INFORMATION>
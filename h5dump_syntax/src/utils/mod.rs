//! Shared primitive types used by the classifier, the fold scanner and hosts.

pub mod span;

pub use span::{Position, SourceMap, Span};
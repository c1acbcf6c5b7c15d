//! Configuration module
//!
//! `constants` holds fixed limits and mode identity; `runtime` holds user
//! preferences read from `H5DUMP_*` environment variables or a TOML file.

pub mod constants;
pub mod runtime;

pub use runtime::{
    ConfigError, FoldPreferences, LexicalPreferences, LoggingPreferences, RuntimePreferences,
};
//! Serializable scan results for hosts outside the process
//!
//! Tags serialize as `{"start":0,"end":4,"class":"warning"}`; fold regions
//! keep `close: null` when the buffer ends inside them.

use crate::folding::{FoldRegion, FoldScan};
use crate::tokens::ClassificationTag;
use serde::{Deserialize, Serialize};

/// Combined classification and folding result for one buffer revision
#[derive(Debug, Clone, Default, PartialEq, Eq, Serialize, Deserialize)]
pub struct ScanOutput {
    pub tags: Vec<ClassificationTag>,
    pub folds: Vec<FoldRegion>,
    pub unbalanced: Vec<usize>,
}

impl ScanOutput {
    pub fn new(tags: Vec<ClassificationTag>, folds: FoldScan) -> Self {
        Self {
            tags,
            folds: folds.regions,
            unbalanced: folds.unbalanced,
        }
    }

    pub fn to_json(&self) -> Result<String, serde_json::Error> {
        serde_json::to_string(self)
    }

    pub fn from_json(json: &str) -> Result<Self, serde_json::Error> {
        serde_json::from_str(json)
    }
}

#[cfg(test)]
mod tests {
    use super::*;
    use crate::folding::FoldScanner;
    use crate::lexical::Classifier;

    #[test]
    fn test_json_shape() {
        let text = "HDF5 \"f\" { GROUP \"/\" {";
        let tags = Classifier::new().unwrap().tags(text);
        let output = ScanOutput::new(tags, FoldScanner::new().scan(text));

        let value: serde_json::Value = serde_json::from_str(&output.to_json().unwrap()).unwrap();
        assert_eq!(value["tags"][0]["start"], 0);
        assert_eq!(value["tags"][0]["end"], 4);
        assert_eq!(value["tags"][0]["class"], "warning");
        assert_eq!(value["tags"][1]["class"], "keyword");
        assert_eq!(value["folds"][0]["open"], 9);
        assert!(value["folds"][0]["close"].is_null());
        assert_eq!(value["folds"][1]["depth"], 1);
        assert_eq!(value["unbalanced"], serde_json::json!([]));
    }

    #[test]
    fn test_from_json_keeps_unterminated_and_stray() {
        let json = r#"{"tags":[{"start":2,"end":7,"class":"keyword"}],"folds":[{"open":0,"close":null,"depth":0}],"unbalanced":[9]}"#;
        let output = ScanOutput::from_json(json).unwrap();

        assert_eq!(output.tags[0].as_triple(), (2, 7, "keyword"));
        assert!(!output.folds[0].is_closed());
        assert_eq!(output.unbalanced, vec![9]);
    }

    #[test]
    fn test_from_json_rejects_unknown_class() {
        let json = r#"{"tags":[{"start":0,"end":1,"class":"comment"}],"folds":[],"unbalanced":[]}"#;
        assert!(ScanOutput::from_json(json).is_err());
    }
}
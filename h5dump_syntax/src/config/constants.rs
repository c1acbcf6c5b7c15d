pub mod compile_time {
    pub mod lexical {
        /// Buffer size above which a classification pass logs a warning (4MB)
        /// PERFORMANCE: Host editors rescan on every edit
        pub const DEFAULT_LARGE_BUFFER_BYTES: usize = 4 * 1024 * 1024;

        /// Upper bound accepted for the configurable large-buffer threshold (1GB)
        pub const MAX_LARGE_BUFFER_BYTES: usize = 1024 * 1024 * 1024;
    }

    pub mod folding {
        /// Region-open marker
        pub const OPEN_DELIMITER: char = '{';

        /// Region-close marker
        pub const CLOSE_DELIMITER: char = '}';

        /// String delimiter honored when quote-aware folding is enabled
        pub const QUOTE: char = '"';

        /// Escape character inside quoted strings
        pub const ESCAPE: char = '\\';
    }

    pub mod logging {
        /// Maximum events retained by a `MemoryLogger`
        /// RESOURCE: Bounds memory when a host never drains diagnostics
        pub const MAX_MEMORY_LOG_EVENTS: usize = 1000;
    }

    pub mod host {
        /// Mode name registered with host editors
        pub const MODE_NAME: &str = "h5dump";

        /// Human-readable language name
        pub const DISPLAY_NAME: &str = "HDF5 Dump";

        /// File extensions associated with the mode (without leading dot)
        pub const FILE_EXTENSIONS: &[&str] = &["h5dump", "ddl"];

        /// MIME type announced to hosts that key modes by MIME
        pub const MIME_TYPE: &str = "text/x-h5dump";
    }
}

DESCRIPTION OF THE TASK>
Copy the lines of the data above exactly as written, beginning with the line containing "pub const CLOSE_DELIMITER: char" and ending with the line containing "pub const FILE_EXTENSIONS: &[&str]", and leave out all other lines.

RESULT FOR THIS EXERCISE>
        pub const CLOSE_DELIMITER: char = '}';

        /// String delimiter honored when quote-aware folding is enabled
        pub const QUOTE: char = '"';

        /// Escape character inside quoted strings
        pub const ESCAPE: char = '\\';
    }

    pub mod logging {
        /// Maximum events retained by a `MemoryLogger`
        /// RESOURCE: Bounds memory when a host never drains diagnostics
        pub const MAX_MEMORY_LOG_EVENTS: usize = 1000;
    }

    pub mod host {
        /// Mode name registered with host editors
        pub const MODE_NAME: &str = "h5dump";

        /// Human-readable language name
        pub const DISPLAY_NAME: &str = "HDF5 Dump";

        /// File extensions associated with the mode (without leading dot)
        pub const FILE_EXTENSIONS: &[&str] = &["h5dump", "ddl"];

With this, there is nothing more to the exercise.